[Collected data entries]
┄┄┄┄┄┄

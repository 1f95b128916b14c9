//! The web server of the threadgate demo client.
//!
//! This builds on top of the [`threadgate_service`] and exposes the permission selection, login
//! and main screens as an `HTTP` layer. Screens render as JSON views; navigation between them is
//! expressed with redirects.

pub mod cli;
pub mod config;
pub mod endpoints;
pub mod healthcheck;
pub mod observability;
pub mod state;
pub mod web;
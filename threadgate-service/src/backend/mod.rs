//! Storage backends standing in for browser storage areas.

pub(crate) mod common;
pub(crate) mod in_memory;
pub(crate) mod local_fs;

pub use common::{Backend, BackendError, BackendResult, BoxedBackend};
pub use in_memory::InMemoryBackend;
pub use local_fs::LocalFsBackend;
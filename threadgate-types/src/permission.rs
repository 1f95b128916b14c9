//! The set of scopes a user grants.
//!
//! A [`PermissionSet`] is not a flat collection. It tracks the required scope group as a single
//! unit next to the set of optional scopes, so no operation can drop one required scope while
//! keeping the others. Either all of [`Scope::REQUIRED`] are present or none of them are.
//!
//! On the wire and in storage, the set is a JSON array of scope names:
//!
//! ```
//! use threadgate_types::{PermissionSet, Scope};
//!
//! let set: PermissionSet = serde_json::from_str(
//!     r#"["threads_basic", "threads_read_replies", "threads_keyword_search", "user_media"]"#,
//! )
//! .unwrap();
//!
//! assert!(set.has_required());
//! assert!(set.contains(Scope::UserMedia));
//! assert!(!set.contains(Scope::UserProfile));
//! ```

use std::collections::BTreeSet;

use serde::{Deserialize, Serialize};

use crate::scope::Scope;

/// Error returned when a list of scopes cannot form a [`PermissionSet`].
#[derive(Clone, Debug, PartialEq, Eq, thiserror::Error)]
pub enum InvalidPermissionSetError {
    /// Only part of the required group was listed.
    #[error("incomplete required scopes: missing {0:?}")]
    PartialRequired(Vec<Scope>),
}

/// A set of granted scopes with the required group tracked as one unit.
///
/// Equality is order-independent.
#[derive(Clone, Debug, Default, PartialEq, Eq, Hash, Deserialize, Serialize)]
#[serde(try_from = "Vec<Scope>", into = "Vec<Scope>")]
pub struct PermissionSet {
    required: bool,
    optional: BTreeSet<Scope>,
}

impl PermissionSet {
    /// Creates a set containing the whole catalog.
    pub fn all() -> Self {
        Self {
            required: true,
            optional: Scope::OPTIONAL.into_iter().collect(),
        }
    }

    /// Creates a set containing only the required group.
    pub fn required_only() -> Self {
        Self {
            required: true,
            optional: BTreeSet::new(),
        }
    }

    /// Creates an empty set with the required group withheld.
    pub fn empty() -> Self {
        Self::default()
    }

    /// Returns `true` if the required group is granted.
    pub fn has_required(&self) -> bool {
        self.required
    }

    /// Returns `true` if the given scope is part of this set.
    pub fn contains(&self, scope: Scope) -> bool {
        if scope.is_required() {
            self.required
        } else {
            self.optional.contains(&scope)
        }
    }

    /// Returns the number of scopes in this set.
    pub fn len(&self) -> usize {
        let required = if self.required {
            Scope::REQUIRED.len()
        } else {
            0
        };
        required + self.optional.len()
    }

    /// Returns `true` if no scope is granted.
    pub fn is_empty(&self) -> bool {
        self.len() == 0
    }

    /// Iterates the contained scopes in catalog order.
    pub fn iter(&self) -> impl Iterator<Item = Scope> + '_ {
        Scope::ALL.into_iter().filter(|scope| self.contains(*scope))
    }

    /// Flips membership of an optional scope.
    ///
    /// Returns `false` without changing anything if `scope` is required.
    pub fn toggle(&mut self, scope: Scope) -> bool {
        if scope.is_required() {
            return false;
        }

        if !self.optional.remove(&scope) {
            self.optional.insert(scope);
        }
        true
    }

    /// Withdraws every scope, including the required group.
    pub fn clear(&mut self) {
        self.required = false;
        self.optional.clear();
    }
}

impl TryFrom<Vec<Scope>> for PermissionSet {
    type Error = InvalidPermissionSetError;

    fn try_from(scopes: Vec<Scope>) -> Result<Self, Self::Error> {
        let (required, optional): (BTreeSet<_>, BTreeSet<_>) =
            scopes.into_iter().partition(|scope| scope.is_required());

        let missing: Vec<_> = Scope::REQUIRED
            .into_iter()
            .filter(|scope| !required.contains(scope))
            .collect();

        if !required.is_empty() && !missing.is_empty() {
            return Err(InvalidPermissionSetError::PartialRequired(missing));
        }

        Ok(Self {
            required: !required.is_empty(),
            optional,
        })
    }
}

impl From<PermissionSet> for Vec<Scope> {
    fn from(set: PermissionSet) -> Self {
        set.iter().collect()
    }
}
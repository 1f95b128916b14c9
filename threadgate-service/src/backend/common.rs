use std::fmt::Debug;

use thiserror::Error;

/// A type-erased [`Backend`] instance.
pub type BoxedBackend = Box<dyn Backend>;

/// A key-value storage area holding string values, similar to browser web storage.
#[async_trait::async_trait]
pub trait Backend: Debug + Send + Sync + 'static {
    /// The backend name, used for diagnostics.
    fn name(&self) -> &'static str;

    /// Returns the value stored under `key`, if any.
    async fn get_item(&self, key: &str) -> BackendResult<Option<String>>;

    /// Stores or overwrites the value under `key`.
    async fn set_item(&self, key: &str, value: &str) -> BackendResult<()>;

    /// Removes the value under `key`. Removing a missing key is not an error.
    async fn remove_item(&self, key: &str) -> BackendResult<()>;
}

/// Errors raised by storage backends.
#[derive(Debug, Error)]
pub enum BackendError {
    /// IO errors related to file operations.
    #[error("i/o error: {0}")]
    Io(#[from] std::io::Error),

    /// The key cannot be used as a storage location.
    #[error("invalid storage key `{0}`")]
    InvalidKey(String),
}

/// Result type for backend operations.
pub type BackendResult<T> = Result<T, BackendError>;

┄┄┄┄┄┄

Could you retype each record exactly as it appears?

repository 1f95b128916b14c9
//! The web server of the threadgate demo client.
//!
//! This builds on top of the [`threadgate_service`] and exposes the permission selection, login
//! and main screens as an `HTTP` layer. Screens render as JSON views; navigation between them is
//! expressed with redirects.

pub mod cli;
pub mod config;
pub mod endpoints;
pub mod healthcheck;
pub mod observability;
pub mod state;
pub mod web;
filename threadgate-service/src/backend/mod.rs
//! Storage backends standing in for browser storage areas.

pub(crate) mod common;
pub(crate) mod in_memory;
pub(crate) mod local_fs;

pub use common::{Backend, BackendError, BackendResult, BoxedBackend};
pub use in_memory::InMemoryBackend;
pub use local_fs::LocalFsBackend;
filename threadgate-types/src/permission.rs
repository 1f95b128916b14c9
//! The set of scopes a user grants.
//!
//! A [`PermissionSet`] is not a flat collection. It tracks the required scope group as a single
//! unit next to the set of optional scopes, so no operation can drop one required scope while
//! keeping the others. Either all of [`Scope::REQUIRED`] are present or none of them are.
//!
//! On the wire and in storage, the set is a JSON array of scope names:
//!
//! ```
//! use threadgate_types::{PermissionSet, Scope};
//!
//! let set: PermissionSet = serde_json::from_str(
//!     r#"["threads_basic", "threads_read_replies", "threads_keyword_search", "user_media"]"#,
//! )
//! .unwrap();
//!
//! assert!(set.has_required());
//! assert!(set.contains(Scope::UserMedia));
//! assert!(!set.contains(Scope::UserProfile));
//! ```

use std::collections::BTreeSet;

use serde::{Deserialize, Serialize};

use crate::scope::Scope;

/// Error returned when a list of scopes cannot form a [`PermissionSet`].
#[derive(Clone, Debug, PartialEq, Eq, thiserror::Error)]
pub enum InvalidPermissionSetError {
    /// Only part of the required group was listed.
    #[error("incomplete required scopes: missing {0:?}")]
    PartialRequired(Vec<Scope>),
}

/// A set of granted scopes with the required group tracked as one unit.
///
/// Equality is order-independent.
#[derive(Clone, Debug, Default, PartialEq, Eq, Hash, Deserialize, Serialize)]
#[serde(try_from = "Vec<Scope>", into = "Vec<Scope>")]
pub struct PermissionSet {
    required: bool,
    optional: BTreeSet<Scope>,
}

impl PermissionSet {
    /// Creates a set containing the whole catalog.
    pub fn all() -> Self {
        Self {
            required: true,
            optional: Scope::OPTIONAL.into_iter().collect(),
        }
    }

    /// Creates a set containing only the required group.
    pub fn required_only() -> Self {
        Self {
            required: true,
            optional: BTreeSet::new(),
        }
    }

    /// Creates an empty set with the required group withheld.
    pub fn empty() -> Self {
        Self::default()
    }

    /// Returns `true` if the required group is granted.
    pub fn has_required(&self) -> bool {
        self.required
    }

    /// Returns `true` if the given scope is part of this set.
    pub fn contains(&self, scope: Scope) -> bool {
        if scope.is_required() {
            self.required
        } else {
            self.optional.contains(&scope)
        }
    }

    /// Returns the number of scopes in this set.
    pub fn len(&self) -> usize {
        let required = if self.required {
            Scope::REQUIRED.len()
        } else {
            0
        };
        required + self.optional.len()
    }

    /// Returns `true` if no scope is granted.
    pub fn is_empty(&self) -> bool {
        self.len() == 0
    }

    /// Iterates the contained scopes in catalog order.
    pub fn iter(&self) -> impl Iterator<Item = Scope> + '_ {
        Scope::ALL.into_iter().filter(|scope| self.contains(*scope))
    }

    /// Flips membership of an optional scope.
    ///
    /// Returns `false` without changing anything if `scope` is required.
    pub fn toggle(&mut self, scope: Scope) -> bool {
        if scope.is_required() {
            return false;
        }

        if !self.optional.remove(&scope) {
            self.optional.insert(scope);
        }
        true
    }

    /// Withdraws every scope, including the required group.
    pub fn clear(&mut self) {
        self.required = false;
        self.optional.clear();
    }
}

impl TryFrom<Vec<Scope>> for PermissionSet {
    type Error = InvalidPermissionSetError;

    fn try_from(scopes: Vec<Scope>) -> Result<Self, Self::Error> {
        let (required, optional): (BTreeSet<_>, BTreeSet<_>) =
            scopes.into_iter().partition(|scope| scope.is_required());

        let missing: Vec<_> = Scope::REQUIRED
            .into_iter()
            .filter(|scope| !required.contains(scope))
            .collect();

        if !required.is_empty() && !missing.is_empty() {
            return Err(InvalidPermissionSetError::PartialRequired(missing));
        }

        Ok(Self {
            required: !required.is_empty(),
            optional,
        })
    }
}

impl From<PermissionSet> for Vec<Scope> {
    fn from(set: PermissionSet) -> Self {
        set.iter().collect()
    }
}
repository 1f95b128916b14c9
filename threadgate-service/src/backend/common.rs
use std::fmt::Debug;

use thiserror::Error;

/// A type-erased [`Backend`] instance.
pub type BoxedBackend = Box<dyn Backend>;

/// A key-value storage area holding string values, similar to browser web storage.
#[async_trait::async_trait]
pub trait Backend: Debug + Send + Sync + 'static {
    /// The backend name, used for diagnostics.
    fn name(&self) -> &'static str;

    /// Returns the value stored under `key`, if any.
    async fn get_item(&self, key: &str) -> BackendResult<Option<String>>;

    /// Stores or overwrites the value under `key`.
    async fn set_item(&self, key: &str, value: &str) -> BackendResult<()>;

    /// Removes the value under `key`. Removing a missing key is not an error.
    async fn remove_item(&self, key: &str) -> BackendResult<()>;
}

/// Errors raised by storage backends.
#[derive(Debug, Error)]
pub enum BackendError {
    /// IO errors related to file operations.
    #[error("i/o error: {0}")]
    Io(#[from] std::io::Error),

    /// The key cannot be used as a storage location.
    #[error("invalid storage key `{0}`")]
    InvalidKey(String),
}

/// Result type for backend operations.
pub type BackendResult<T> = Result<T, BackendError>;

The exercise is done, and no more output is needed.